(Stored data)
════════

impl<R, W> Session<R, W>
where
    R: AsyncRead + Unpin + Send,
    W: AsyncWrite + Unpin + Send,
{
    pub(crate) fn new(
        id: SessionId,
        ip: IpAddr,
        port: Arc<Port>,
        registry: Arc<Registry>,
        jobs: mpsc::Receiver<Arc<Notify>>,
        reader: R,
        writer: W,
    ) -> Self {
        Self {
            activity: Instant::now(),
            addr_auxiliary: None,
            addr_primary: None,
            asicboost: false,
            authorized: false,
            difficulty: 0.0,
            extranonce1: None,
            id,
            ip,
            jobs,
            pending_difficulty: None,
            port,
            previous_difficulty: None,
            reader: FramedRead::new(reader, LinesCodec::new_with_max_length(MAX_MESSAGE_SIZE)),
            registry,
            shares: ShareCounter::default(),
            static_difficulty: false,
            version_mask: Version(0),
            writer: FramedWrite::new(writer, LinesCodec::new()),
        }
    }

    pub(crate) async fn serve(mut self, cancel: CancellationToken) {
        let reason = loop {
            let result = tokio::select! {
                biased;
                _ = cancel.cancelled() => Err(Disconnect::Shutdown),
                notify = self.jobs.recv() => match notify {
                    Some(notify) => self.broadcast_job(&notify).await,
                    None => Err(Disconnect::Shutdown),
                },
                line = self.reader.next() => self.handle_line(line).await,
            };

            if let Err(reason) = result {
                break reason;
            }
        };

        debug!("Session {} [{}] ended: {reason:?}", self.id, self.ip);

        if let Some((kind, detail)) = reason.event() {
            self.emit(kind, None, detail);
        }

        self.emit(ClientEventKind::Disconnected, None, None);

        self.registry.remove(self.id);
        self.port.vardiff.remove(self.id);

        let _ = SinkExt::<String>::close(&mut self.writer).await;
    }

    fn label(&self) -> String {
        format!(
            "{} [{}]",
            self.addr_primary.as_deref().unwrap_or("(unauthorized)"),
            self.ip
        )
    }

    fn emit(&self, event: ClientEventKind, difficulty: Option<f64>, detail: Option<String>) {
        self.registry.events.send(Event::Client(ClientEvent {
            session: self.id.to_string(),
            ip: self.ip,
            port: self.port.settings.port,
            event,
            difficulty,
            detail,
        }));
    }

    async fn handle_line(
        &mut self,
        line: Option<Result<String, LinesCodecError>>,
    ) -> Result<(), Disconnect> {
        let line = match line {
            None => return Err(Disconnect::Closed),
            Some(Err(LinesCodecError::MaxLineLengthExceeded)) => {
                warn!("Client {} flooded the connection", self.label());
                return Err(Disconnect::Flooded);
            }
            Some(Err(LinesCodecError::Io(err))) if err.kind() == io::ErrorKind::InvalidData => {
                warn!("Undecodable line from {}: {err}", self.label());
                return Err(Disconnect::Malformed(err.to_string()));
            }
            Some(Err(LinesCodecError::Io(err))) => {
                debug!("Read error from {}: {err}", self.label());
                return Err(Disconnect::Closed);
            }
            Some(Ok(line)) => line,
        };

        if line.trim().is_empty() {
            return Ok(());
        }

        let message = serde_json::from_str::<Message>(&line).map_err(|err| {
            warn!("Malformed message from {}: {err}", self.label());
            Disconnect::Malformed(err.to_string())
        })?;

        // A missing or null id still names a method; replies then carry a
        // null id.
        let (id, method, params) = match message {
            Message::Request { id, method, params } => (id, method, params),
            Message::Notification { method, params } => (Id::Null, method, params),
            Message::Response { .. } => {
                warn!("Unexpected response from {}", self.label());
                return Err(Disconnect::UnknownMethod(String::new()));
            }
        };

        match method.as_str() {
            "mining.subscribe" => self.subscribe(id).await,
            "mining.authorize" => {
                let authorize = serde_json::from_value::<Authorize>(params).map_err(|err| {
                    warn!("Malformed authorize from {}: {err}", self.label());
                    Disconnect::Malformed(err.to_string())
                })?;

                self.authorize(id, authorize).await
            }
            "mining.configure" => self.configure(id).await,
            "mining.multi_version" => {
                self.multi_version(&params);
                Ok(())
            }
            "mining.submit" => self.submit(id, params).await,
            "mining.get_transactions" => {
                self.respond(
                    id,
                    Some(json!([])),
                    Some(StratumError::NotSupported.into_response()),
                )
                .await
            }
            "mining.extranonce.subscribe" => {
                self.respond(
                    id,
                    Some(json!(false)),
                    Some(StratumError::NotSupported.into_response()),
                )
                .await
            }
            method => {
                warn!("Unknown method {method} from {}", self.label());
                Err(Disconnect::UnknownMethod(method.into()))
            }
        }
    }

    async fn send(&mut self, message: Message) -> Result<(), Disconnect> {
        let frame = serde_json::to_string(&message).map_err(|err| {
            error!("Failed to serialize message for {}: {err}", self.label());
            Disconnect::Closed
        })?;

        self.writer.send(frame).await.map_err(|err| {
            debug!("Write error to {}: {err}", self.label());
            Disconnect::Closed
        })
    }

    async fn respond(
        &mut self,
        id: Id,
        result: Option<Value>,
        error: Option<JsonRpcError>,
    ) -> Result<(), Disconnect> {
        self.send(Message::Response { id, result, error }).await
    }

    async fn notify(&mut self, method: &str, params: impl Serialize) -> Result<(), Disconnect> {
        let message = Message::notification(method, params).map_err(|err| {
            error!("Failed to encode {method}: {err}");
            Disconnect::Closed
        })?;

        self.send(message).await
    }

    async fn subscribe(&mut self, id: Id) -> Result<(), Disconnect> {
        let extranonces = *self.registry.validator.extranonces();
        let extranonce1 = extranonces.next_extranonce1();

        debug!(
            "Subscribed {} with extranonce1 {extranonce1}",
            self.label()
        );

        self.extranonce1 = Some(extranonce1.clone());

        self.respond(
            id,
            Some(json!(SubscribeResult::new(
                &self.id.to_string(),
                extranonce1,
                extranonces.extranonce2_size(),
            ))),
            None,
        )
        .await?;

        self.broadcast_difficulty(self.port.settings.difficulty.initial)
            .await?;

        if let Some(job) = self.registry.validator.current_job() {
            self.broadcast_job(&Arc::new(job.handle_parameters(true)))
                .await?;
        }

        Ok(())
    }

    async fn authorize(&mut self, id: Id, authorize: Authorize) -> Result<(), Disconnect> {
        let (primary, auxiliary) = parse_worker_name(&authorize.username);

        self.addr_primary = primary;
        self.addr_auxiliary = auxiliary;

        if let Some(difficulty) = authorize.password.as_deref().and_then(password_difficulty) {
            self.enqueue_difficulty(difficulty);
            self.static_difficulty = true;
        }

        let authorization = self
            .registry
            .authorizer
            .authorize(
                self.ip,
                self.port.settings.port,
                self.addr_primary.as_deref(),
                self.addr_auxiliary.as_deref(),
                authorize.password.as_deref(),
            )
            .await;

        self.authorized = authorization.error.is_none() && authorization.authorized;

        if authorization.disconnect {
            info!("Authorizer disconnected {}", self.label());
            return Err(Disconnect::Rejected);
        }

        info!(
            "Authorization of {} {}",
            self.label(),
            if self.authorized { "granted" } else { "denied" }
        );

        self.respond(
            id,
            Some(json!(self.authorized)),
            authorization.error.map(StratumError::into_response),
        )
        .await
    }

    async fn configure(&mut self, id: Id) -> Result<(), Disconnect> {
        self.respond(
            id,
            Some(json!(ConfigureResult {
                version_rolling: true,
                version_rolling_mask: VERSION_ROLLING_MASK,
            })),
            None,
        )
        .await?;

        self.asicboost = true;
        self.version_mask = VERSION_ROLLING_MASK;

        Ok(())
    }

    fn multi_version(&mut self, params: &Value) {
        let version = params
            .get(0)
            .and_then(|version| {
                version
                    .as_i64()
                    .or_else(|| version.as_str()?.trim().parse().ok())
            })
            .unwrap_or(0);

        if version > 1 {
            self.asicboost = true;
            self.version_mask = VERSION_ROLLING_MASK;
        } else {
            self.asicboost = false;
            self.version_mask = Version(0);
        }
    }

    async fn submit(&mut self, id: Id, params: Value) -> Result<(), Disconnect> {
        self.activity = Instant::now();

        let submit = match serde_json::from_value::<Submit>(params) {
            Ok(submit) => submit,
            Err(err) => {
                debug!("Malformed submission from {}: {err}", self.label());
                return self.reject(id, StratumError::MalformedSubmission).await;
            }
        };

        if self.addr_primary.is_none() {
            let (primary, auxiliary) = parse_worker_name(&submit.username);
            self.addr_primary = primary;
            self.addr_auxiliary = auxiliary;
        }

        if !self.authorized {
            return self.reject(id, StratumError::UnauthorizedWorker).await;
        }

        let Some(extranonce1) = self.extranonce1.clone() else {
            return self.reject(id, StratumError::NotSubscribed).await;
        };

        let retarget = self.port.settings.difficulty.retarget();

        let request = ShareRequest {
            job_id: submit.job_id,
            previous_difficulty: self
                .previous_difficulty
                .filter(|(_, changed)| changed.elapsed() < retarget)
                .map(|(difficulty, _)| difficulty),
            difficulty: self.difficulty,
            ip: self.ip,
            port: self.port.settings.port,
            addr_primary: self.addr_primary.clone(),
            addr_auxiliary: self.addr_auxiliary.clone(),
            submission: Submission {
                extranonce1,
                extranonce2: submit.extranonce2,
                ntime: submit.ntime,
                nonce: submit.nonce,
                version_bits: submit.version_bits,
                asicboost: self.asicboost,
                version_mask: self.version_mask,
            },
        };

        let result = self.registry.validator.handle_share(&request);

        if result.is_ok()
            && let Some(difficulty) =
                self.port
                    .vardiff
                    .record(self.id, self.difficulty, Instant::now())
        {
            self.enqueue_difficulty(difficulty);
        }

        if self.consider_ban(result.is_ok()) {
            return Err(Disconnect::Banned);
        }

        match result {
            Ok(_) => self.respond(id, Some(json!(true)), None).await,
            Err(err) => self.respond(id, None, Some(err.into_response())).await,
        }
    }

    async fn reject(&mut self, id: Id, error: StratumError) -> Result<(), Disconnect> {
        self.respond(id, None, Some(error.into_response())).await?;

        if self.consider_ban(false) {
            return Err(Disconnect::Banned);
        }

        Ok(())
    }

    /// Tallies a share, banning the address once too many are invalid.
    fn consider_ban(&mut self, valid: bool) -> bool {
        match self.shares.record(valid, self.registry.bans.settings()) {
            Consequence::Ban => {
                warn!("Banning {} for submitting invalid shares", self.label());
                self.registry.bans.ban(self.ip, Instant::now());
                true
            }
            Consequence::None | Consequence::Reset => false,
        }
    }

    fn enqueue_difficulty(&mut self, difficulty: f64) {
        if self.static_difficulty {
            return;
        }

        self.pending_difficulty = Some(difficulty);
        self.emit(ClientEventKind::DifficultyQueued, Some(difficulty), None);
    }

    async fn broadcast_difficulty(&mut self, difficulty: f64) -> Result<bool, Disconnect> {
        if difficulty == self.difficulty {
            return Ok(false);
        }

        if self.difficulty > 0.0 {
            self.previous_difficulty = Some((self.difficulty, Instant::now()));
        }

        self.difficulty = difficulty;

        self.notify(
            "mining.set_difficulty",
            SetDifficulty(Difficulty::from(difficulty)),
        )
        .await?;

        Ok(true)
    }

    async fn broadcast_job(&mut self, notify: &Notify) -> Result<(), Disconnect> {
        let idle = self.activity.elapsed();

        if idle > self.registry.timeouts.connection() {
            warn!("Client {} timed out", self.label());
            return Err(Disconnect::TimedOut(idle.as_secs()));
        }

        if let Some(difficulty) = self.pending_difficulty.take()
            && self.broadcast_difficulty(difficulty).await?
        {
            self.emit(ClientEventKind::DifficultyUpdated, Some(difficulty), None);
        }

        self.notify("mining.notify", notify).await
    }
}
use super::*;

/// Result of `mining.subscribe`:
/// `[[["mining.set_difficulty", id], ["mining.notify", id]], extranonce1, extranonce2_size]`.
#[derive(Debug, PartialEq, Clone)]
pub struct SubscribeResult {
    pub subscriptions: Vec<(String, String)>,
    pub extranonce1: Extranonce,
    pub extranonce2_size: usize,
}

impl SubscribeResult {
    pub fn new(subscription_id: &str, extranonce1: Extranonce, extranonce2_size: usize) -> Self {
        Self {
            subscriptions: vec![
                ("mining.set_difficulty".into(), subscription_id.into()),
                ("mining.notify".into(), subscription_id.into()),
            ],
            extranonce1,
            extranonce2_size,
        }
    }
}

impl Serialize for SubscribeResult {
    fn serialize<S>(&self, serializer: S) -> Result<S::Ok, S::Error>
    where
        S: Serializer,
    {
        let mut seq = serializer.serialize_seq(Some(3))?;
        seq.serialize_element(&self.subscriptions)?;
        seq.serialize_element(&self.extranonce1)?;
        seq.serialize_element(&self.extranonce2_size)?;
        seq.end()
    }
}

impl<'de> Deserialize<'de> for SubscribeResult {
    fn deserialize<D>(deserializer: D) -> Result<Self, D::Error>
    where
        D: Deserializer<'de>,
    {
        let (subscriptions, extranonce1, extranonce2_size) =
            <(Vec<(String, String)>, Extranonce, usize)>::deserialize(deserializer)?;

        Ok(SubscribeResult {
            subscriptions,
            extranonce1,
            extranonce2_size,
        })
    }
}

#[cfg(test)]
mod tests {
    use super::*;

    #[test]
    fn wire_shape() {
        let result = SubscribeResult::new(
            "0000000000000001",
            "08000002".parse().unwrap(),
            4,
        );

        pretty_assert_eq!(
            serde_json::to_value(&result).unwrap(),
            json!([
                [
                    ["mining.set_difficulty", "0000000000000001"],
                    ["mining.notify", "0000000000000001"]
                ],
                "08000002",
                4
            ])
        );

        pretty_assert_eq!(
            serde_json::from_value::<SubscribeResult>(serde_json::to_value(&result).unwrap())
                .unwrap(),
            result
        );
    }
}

════════

Using the data above, tally the lines that contain the string "writer" and state only the result.

§ **Solved exercise**
4